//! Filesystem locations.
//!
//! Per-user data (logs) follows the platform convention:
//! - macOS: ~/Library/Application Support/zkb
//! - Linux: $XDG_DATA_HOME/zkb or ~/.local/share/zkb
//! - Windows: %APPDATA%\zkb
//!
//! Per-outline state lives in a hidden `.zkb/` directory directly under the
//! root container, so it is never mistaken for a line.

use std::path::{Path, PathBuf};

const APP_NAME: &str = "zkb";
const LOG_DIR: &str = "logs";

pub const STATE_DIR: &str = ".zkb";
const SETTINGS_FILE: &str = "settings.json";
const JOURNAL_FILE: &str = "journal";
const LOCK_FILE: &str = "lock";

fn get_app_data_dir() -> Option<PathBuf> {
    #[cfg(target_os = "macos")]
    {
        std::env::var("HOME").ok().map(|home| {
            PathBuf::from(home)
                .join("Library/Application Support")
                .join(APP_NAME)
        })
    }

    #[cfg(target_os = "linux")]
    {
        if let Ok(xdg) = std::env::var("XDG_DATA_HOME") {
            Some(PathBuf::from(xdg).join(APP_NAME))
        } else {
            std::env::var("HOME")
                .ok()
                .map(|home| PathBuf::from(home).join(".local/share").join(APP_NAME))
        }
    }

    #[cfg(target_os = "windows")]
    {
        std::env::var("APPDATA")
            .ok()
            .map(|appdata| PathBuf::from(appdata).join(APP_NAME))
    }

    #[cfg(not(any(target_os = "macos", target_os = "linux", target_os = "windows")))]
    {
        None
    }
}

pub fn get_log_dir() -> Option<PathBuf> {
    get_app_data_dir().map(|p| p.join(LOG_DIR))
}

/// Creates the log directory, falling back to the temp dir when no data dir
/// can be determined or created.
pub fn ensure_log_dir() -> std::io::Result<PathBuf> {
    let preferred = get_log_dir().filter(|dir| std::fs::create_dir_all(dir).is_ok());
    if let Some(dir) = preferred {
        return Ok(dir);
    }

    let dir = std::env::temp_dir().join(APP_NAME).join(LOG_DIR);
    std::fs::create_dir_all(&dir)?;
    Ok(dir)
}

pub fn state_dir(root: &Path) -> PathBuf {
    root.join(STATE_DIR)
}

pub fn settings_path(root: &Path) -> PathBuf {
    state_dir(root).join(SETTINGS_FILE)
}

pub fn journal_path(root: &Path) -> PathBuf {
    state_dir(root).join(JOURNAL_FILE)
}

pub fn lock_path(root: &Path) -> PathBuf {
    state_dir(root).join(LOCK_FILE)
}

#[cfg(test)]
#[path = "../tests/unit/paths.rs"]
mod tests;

+===+

**TRY IT:** State how many lines in the records above contain the word "directory". Write the number alone.

**ANSWER SPACE:** 2